I think the demographics of a typical BT customer are amongst the upper age bands of us.
People like my parents / grandparents won’t ‘risk’ switching supplier away from BT as they don’t seem to place trust with the others even though they sell a much better product at much cheaper prices. AltNets are technically superior to BT broadband.
All BT has to trade on here is their brand reputation from decades over the Strowger days.
@Jerry
“AltNets are technically superior to BT broadband”
That is demonstrably incorrect – some are deploying more current FTTP tech (ie XGS-PON – I don’t believe that Openreach is yet?), but others are broadly equivalent to Openreach and some have less resilience, are using fixed wireless etc.
In terms of customer demographics, you’re right that consumers using the BT brand tend to be older but that isn’t the case for EE customers (I can’t remember the demographics of the value brand, Plusnet). And the age profile will have changed recently as the BT brand was an early adopter of FTTP, compared both to the other BT Group brands and to the other large ISPs.
You are right, my next door neighbour did not want to switch from BT, because they trusted BT.
it took their daughter to eventually get them to change to Sky broadband, they have Sky Tv and having sky broadband as well was the best way, so their daughter said.

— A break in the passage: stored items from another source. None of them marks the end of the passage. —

use crate::errors::ServiceError;
use axum::{
    http::StatusCode,
    response::{IntoResponse, Response},
    Json,
};
use serde::Serialize;
use validator::Validate;

use crate::ApiResponse;

/// Standard success response
pub fn success_response<T: Serialize>(data: T) -> Response {
    (StatusCode::OK, Json(ApiResponse::success(data))).into_response()
}

/// Standard created response
pub fn created_response<T: Serialize>(data: T) -> Response {
    (StatusCode::CREATED, Json(ApiResponse::success(data))).into_response()
}

/// Standard no content response
pub fn no_content_response() -> Response {
    StatusCode::NO_CONTENT.into_response()
}

/// Validate request input
pub fn validate_input<T: Validate>(input: &T) -> Result<(), ServiceError> {
    input
        .validate()
        .map_err(|e| ServiceError::ValidationError(format!("Validation failed: {}", e)))
}

#[cfg(test)]
mod tests {
    use super::*;
    use axum::body::to_bytes;

    #[derive(Validate)]
    struct Named {
        #[validate(length(min = 1))]
        name: String,
    }

    #[test]
    fn validation_failures_become_bad_requests() {
        let err = validate_input(&Named {
            name: String::new(),
        })
        .unwrap_err();
        assert_eq!(err.status_code(), StatusCode::BAD_REQUEST);
    }

    #[tokio::test]
    async fn created_response_wraps_payload() {
        let response = created_response(serde_json::json!({"id": 7}));
        assert_eq!(response.status(), StatusCode::CREATED);
        let body = to_bytes(response.into_body(), usize::MAX).await.unwrap();
        let json: serde_json::Value = serde_json::from_slice(&body).unwrap();
        assert_eq!(json["success"], true);
        assert_eq!(json["data"]["id"], 7);
    }
}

just a shame that sky got the address wrong and my ISP sent me a sorry you are leaving email. 🙂 Sorted it in the end, but then it took another couple of weeks for my neighbour broadband to change over.
What annoyed me with sky was that they did not tell my next door neighbour they had to plug their phone into the router. Someone was supposed to go and sort out the extensions, I had to do it in the end.